Chapitre IV – Où Herlhand découvre un nouvel allié dans l'adversité (1)

Comme je pouvais à peine poser le pied par terre, mon serviteur supporta l'essentiel de mon poids.

La pluie qui tombait à verse rendait notre progression plus délicate encore. Je me demandais comment nous allions pouvoir regagner une sécurité relative, quand j'eus la surprise d'apercevoir, à la sortie de la ruelle, une voiture à cheval qui semblait nous attendre. En nous voyant arriver, le cocher sauta aussitôt au bas de son siège et vint aider Klehon à me hisser à l'intérieur du véhicule. Deux hommes ne furent pas de trop pour m'installer dans l'habitacle, appuyé à la paroi, ma jambe blessée allongée sur la banquette. Alors que mon serviteur glissait son manteau replié derrière mon dos, j'attrapai son bras de ma main valide avant qu'il ne se redresse :

« Klehon... Où m'emmènes-tu ?

— Chez ma sœur, qui habite un bourg en dehors de la ville.

— Tu vas la mettre en danger !

— Ne vous inquiétez pas, je ne pense pas qu'on ira vous chercher là-bas.

— Mais je dois rejoindre... »

Je me tus, hésitant encore à lui faire totalement confiance.

« Rejoindre votre équipage ? C'est cela ? Écoutez, capitaine, l'un de mes frères est soldat et il pourra sans peine faire parvenir un message à vos hommes, pour qu'ils puissent vous récupérer en un lieu plus discret. »

Je rendis les armes : il avait décidément réponse à tout ! À bout de forces, je me laissai aller contre le dossier improvisé. Sous la cape dont mon serviteur m'avait couvert, mes blessures saignaient toujours, quoique moins abondamment.

« L'un de mes oncles est guérisseur dans le bourg. J'irai le chercher dès que nous serons arrivés. Il saura vous rafistoler... Assez, du moins, pour que vous puissiez prendre les airs. »

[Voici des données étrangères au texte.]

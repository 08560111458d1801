//! Background context — owns the stores and answers page requests.
//!
//! Pages talk to it through a `BackgroundClient`: each request travels over an
//! mpsc channel with a oneshot reply. Every request is handled in its own task,
//! so two saves may interleave their index read-modify-write.

use std::sync::Arc;
use std::time::Duration;

use serde_json::Value;
use tokio::sync::{broadcast, mpsc, oneshot};
use tokio::task::JoinHandle;
use tracing::{debug, info, warn};

use crate::config::StorageConfig;
use crate::error::{ChannelError, StoreError};
use crate::protocol::{Request, Response, SettingUpdate};
use crate::recovery::{ReconcileReport, RecoveryManager};
use crate::store::{KeyValueStore, LibSqlBackend, PersistenceGateway};
use crate::transcript::{self, ExportedTranscript};

/// Sync-store key of the auto-capture flag.
pub const AUTO_CAPTURE_KEY: &str = "autoExtractEnabled";

/// Namespace of the capacity-limited store (index + settings).
pub const SYNC_NAMESPACE: &str = "sync";

/// Namespace of fallback records.
pub const LOCAL_NAMESPACE: &str = "local";

const REQUEST_BUFFER: usize = 64;
const SETTING_BUFFER: usize = 16;

/// Request handler behind the message channel.
pub struct BackgroundService {
    gateway: PersistenceGateway,
    recovery: RecoveryManager,
    settings: Arc<dyn KeyValueStore>,
    updates: broadcast::Sender<SettingUpdate>,
}

impl BackgroundService {
    pub fn new(
        gateway: PersistenceGateway,
        recovery: RecoveryManager,
        settings: Arc<dyn KeyValueStore>,
    ) -> Self {
        let (updates, _) = broadcast::channel(SETTING_BUFFER);
        Self {
            gateway,
            recovery,
            settings,
            updates,
        }
    }

    /// Wire the gateway, recovery manager and settings onto one database.
    pub fn from_backend(db: Arc<LibSqlBackend>, config: &StorageConfig) -> Self {
        let sync: Arc<dyn KeyValueStore> = Arc::new(
            db.namespace(SYNC_NAMESPACE)
                .with_quota(config.index_item_quota, config.index_total_quota),
        );
        let local: Arc<dyn KeyValueStore> = Arc::new(db.namespace(LOCAL_NAMESPACE));

        let gateway = PersistenceGateway::new(db, sync.clone(), config.max_index_entries)
            .with_item_quota(config.index_item_quota);
        let recovery = RecoveryManager::new(local, config.fallback_prefix.clone());
        Self::new(gateway, recovery, sync)
    }

    pub fn gateway(&self) -> &PersistenceGateway {
        &self.gateway
    }

    pub fn recovery(&self) -> &RecoveryManager {
        &self.recovery
    }

    /// Receiver of setting changes for a page session.
    pub fn subscribe(&self) -> broadcast::Receiver<SettingUpdate> {
        self.updates.subscribe()
    }

    /// Reconcile fallback records when the background context starts.
    pub async fn on_startup(&self) -> Result<ReconcileReport, StoreError> {
        info!("Background startup: reconciling fallback records");
        self.recovery.reconcile(&self.gateway).await
    }

    /// Reconcile fallback records after install or update.
    pub async fn on_installed(&self) -> Result<ReconcileReport, StoreError> {
        info!("Install/update: reconciling fallback records");
        self.recovery.reconcile(&self.gateway).await
    }

    /// Stored auto-capture flag; true when never set.
    pub async fn auto_capture_enabled(&self) -> Result<bool, StoreError> {
        Ok(self
            .settings
            .get(AUTO_CAPTURE_KEY)
            .await?
            .and_then(|v| v.as_bool())
            .unwrap_or(true))
    }

    /// Persist the flag and notify every page session.
    pub async fn set_auto_capture(&self, enabled: bool) -> Result<(), StoreError> {
        self.settings
            .set(AUTO_CAPTURE_KEY, &Value::Bool(enabled))
            .await?;
        // No subscribers is fine.
        let receivers = self
            .updates
            .send(SettingUpdate::AutoCaptureChanged { enabled })
            .unwrap_or(0);
        info!(enabled, receivers, "Auto-capture setting updated");
        Ok(())
    }

    /// Render the requested conversations; ids that fail to load are skipped.
    pub async fn export(&self, ids: &[String]) -> Vec<ExportedTranscript> {
        let mut exports = Vec::with_capacity(ids.len());
        for id in ids {
            match self.gateway.get(id).await {
                Ok(conversation) => exports.push(ExportedTranscript::from_conversation(&conversation)),
                Err(e) => warn!(conversation_id = %id, error = %e, "Export skipped"),
            }
        }
        exports
    }

    /// Answer one request. Failures become `{success:false, error}`.
    pub async fn handle(&self, request: Request) -> Response {
        let kind = request.kind();
        debug!(kind, "Handling request");

        let result = match request {
            Request::SaveConversation { data } => {
                self.gateway.save(&data).await.map(|_| Response::ok())
            }
            Request::GetConversationIndex => {
                self.gateway.get_index().await.map(|i| Response::ok().with_index(i))
            }
            Request::GetConversation { id } => match non_empty(id) {
                Some(id) => self
                    .gateway
                    .get(&id)
                    .await
                    .map(|c| Response::ok().with_conversation(c)),
                None => return Response::error("missing conversation id"),
            },
            Request::GetAllConversations => self
                .gateway
                .get_all()
                .await
                .map(|c| Response::ok().with_conversations(c)),
            Request::GetConversationsByPlatform { platform } => self
                .gateway
                .get_by_platform(platform)
                .await
                .map(|c| Response::ok().with_conversations(c)),
            Request::DeleteConversation { id } => match non_empty(id) {
                // A partial delete is logged by the gateway and still succeeds.
                Some(id) => self.gateway.delete(&id).await.map(|_| Response::ok()),
                None => return Response::error("missing conversation id"),
            },
            Request::ConversationToTranscript { conversation } => {
                Ok(Response::ok().with_transcript(transcript::render(&conversation)))
            }
            Request::UpdateAutoCaptureSetting { enabled } => {
                self.set_auto_capture(enabled).await.map(|_| Response::ok())
            }
            Request::GetAutoCaptureSetting => self
                .auto_capture_enabled()
                .await
                .map(|e| Response::ok().with_enabled(e)),
            Request::ExportConversations { ids } => {
                Ok(Response::ok().with_exports(self.export(&ids).await))
            }
            Request::GetPendingRecovery => self
                .recovery
                .pending()
                .await
                .map(|p| Response::ok().with_pending(p)),
            Request::RecoverPending => self
                .recovery
                .reconcile(&self.gateway)
                .await
                .map(|r| Response::ok().with_report(r)),
            Request::RebuildIndex => self
                .gateway
                .rebuild_index()
                .await
                .map(|i| Response::ok().with_index(i)),
        };

        result.unwrap_or_else(|e| {
            warn!(kind, error = %e, "Request failed");
            Response::error(e.to_string())
        })
    }
}

fn non_empty(id: Option<String>) -> Option<String> {
    id.filter(|id| !id.trim().is_empty())
}

/// A request paired with its reply slot.
pub struct Envelope {
    pub request: Request,
    pub reply: oneshot::Sender<Response>,
}

/// Page-side handle to the background context.
#[derive(Clone)]
pub struct BackgroundClient {
    tx: mpsc::Sender<Envelope>,
    timeout: Duration,
}

impl BackgroundClient {
    pub fn new(tx: mpsc::Sender<Envelope>, timeout: Duration) -> Self {
        Self { tx, timeout }
    }

    /// Send a request and wait for its reply.
    ///
    /// A closed channel or dropped reply is `ContextInvalidated`; no reply
    /// within the timeout is `NoResponse`.
    pub async fn send(&self, request: Request) -> Result<Response, ChannelError> {
        let exchange = async {
            let (reply, rx) = oneshot::channel();
            self.tx
                .send(Envelope { request, reply })
                .await
                .map_err(|_| ChannelError::ContextInvalidated)?;
            rx.await.map_err(|_| ChannelError::ContextInvalidated)
        };

        match tokio::time::timeout(self.timeout, exchange).await {
            Ok(result) => result,
            Err(_) => Err(ChannelError::NoResponse {
                waited: self.timeout,
            }),
        }
    }

    /// Whether the background context has gone away.
    pub fn is_closed(&self) -> bool {
        self.tx.is_closed()
    }
}

/// Spawn the background dispatch loop.
///
/// The loop ends once every client is dropped; aborting the returned handle
/// simulates the context being torn down.
pub fn spawn_background(
    service: Arc<BackgroundService>,
    response_timeout: Duration,
) -> (BackgroundClient, JoinHandle<()>) {
    let (tx, mut rx) = mpsc::channel::<Envelope>(REQUEST_BUFFER);

    let handle = tokio::spawn(async move {
        info!("Background context started");
        while let Some(Envelope { request, reply }) = rx.recv().await {
            let service = service.clone();
            tokio::spawn(async move {
                let kind = request.kind();
                let response = service.handle(request).await;
                if reply.send(response).is_err() {
                    debug!(kind, "Requester went away before the reply");
                }
            });
        }
        info!("Background context stopped");
    });

    (BackgroundClient::new(tx, response_timeout), handle)
}

#[cfg(test)]
mod tests {
    use super::*;
    use crate::model::{Conversation, Message, Platform};
    use serde_json::json;

    fn conv(id: &str, timestamp: i64) -> Conversation {
        Conversation {
            id: id.to_string(),
            platform: Platform::Deepseek,
            title: format!("Chat {id}"),
            url: String::new(),
            timestamp,
            messages: vec![Message::user("hi"), Message::assistant("hello")],
        }
    }

    async fn service() -> BackgroundService {
        let db = Arc::new(LibSqlBackend::new_memory().await.unwrap());
        BackgroundService::from_backend(db, &StorageConfig::default())
    }

    #[tokio::test]
    async fn save_then_list_and_get() {
        let svc = service().await;
        let resp = svc
            .handle(Request::SaveConversation { data: conv("p_1", 5) })
            .await;
        assert!(resp.success, "{:?}", resp.error);

        let index = svc.handle(Request::GetConversationIndex).await.data.unwrap();
        assert_eq!(index[0].id, "p_1");

        let got = svc
            .handle(Request::GetConversation { id: Some("p_1".into()) })
            .await;
        assert_eq!(got.conversation.unwrap().messages.len(), 2);
    }

    #[tokio::test]
    async fn missing_id_is_rejected() {
        let svc = service().await;
        let resp = svc.handle(Request::GetConversation { id: None }).await;
        assert!(!resp.success);
        let resp = svc
            .handle(Request::DeleteConversation { id: Some("  ".into()) })
            .await;
        assert!(!resp.success);
        assert!(resp.error.is_some());
    }

    #[tokio::test]
    async fn unknown_id_reports_error() {
        let svc = service().await;
        let resp = svc
            .handle(Request::GetConversation { id: Some("nope".into()) })
            .await;
        assert!(!resp.success);
        assert!(resp.error.unwrap().contains("nope"));
    }

    #[tokio::test]
    async fn setting_defaults_on_and_broadcasts_changes() {
        let svc = service().await;
        let mut rx = svc.subscribe();

        assert_eq!(
            svc.handle(Request::GetAutoCaptureSetting).await.enabled,
            Some(true)
        );
        assert!(svc
            .handle(Request::UpdateAutoCaptureSetting { enabled: false })
            .await
            .success);
        assert_eq!(
            rx.recv().await.unwrap(),
            SettingUpdate::AutoCaptureChanged { enabled: false }
        );
        assert!(!svc.auto_capture_enabled().await.unwrap());
    }

    #[tokio::test]
    async fn transcript_request_renders_markdown() {
        let svc = service().await;
        let resp = svc
            .handle(Request::ConversationToTranscript {
                conversation: conv("p_1", 5),
            })
            .await;
        let md = resp.transcript.unwrap();
        assert!(md.contains("# Chat p_1"));
        assert!(md.contains("## **User**\n\nhi"));
        assert!(md.contains("## **Assistant**\n\nhello"));
    }

    #[tokio::test]
    async fn export_skips_unknown_ids() {
        let svc = service().await;
        svc.handle(Request::SaveConversation { data: conv("p_1", 5) }).await;

        let resp = svc
            .handle(Request::ExportConversations {
                ids: vec!["p_1".into(), "missing".into()],
            })
            .await;
        let exports = resp.exports.unwrap();
        assert_eq!(exports.len(), 1);
        assert_eq!(exports[0].file_name, "Chat p_1_1.md");
    }

    #[tokio::test]
    async fn startup_reconciles_fallback_records() {
        let svc = service().await;
        svc.recovery().stash(&conv("p_9", 1)).await.unwrap();

        let report = svc.on_startup().await.unwrap();
        assert_eq!(report.recovered, 1);
        assert!(svc.gateway().get("p_9").await.is_ok());

        let pending = svc.handle(Request::GetPendingRecovery).await.pending.unwrap();
        assert!(pending.is_empty());
    }

    #[tokio::test]
    async fn client_round_trip() {
        let svc = Arc::new(service().await);
        let (client, _handle) = spawn_background(svc, Duration::from_secs(5));

        let resp = client
            .send(Request::SaveConversation { data: conv("p_1", 1) })
            .await
            .unwrap();
        assert!(resp.success);
        let resp = client.send(Request::GetAllConversations).await.unwrap();
        assert_eq!(resp.conversations.unwrap().len(), 1);
    }

    #[tokio::test]
    async fn aborted_background_is_context_invalidated() {
        let svc = Arc::new(service().await);
        let (client, handle) = spawn_background(svc, Duration::from_secs(5));
        handle.abort();
        let _ = handle.await;

        assert!(client.is_closed());
        let err = client.send(Request::GetConversationIndex).await.unwrap_err();
        assert_eq!(err, ChannelError::ContextInvalidated);
    }

    #[tokio::test(start_paused = true)]
    async fn silent_background_is_no_response() {
        // Receiver kept alive but never answered.
        let (tx, _rx) = mpsc::channel(4);
        let client = BackgroundClient::new(tx, Duration::from_secs(5));

        let err = client.send(Request::GetConversationIndex).await.unwrap_err();
        assert_eq!(
            err,
            ChannelError::NoResponse {
                waited: Duration::from_secs(5)
            }
        );
    }

    #[test]
    fn request_json_reaches_handler_shape() {
        let req: Request = serde_json::from_value(json!({
            "type": "SAVE_CONVERSATION",
            "data": {
                "id": "p_123",
                "platform": "deepseek",
                "title": "t",
                "url": "",
                "timestamp": 1,
                "messages": [{"role": "user", "content": "hi"}]
            }
        }))
        .unwrap();
        assert_eq!(req.kind(), "SAVE_CONVERSATION");
    }
}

Je ne me sentais pas tout à fait rassuré, mais je ne me trouvais pas en situation d'être exigeant. Chaque cahot de la route semblait se répercuter dans mon corps douloureux.

Je fermai les yeux, prenant mon mal en patience. Klehon avait tiré les rideaux et il m'était impossible de voir quoi que ce fût au-dehors. J'entendais juste – autant que je le ressentais – le fracas des roues sur le pavé et celui de la pluie s'abattant sur le bois léger de l'habitacle. Un frisson me rappela que sous l'épaisse cape, j'étais toujours trempé.

Je rouvris soudain un œil, l'esprit traversé par une urgence ridicule.

« Klehon, tu trouveras dans la poche de mon gilet un petit flacon. Peux-tu le mettre l'abri ? »

Le domestique obéit, récupérant l'objet avec précaution. Il l'examina avec perplexité :

« De quoi s'agit-il ?

— Cela devait être le symbole éclatant de ma victoire. Mais à présent, ce sera surtout celui de ma naïveté... »

Mon serviteur haussa les épaules et le rangea dans une grande sacoche posée à ses pieds. Je m'aperçus alors que l'habitacle contenait des bagages glissés sous les sièges et accrochés dans les filets au-dessus de nos têtes.

« J'ai chargé tout ce que je pouvais, expliqua Klehon. Je sais que vous comptiez tout laisser derrière vous, mais c'était dommage. Votre malle est sur le toit. »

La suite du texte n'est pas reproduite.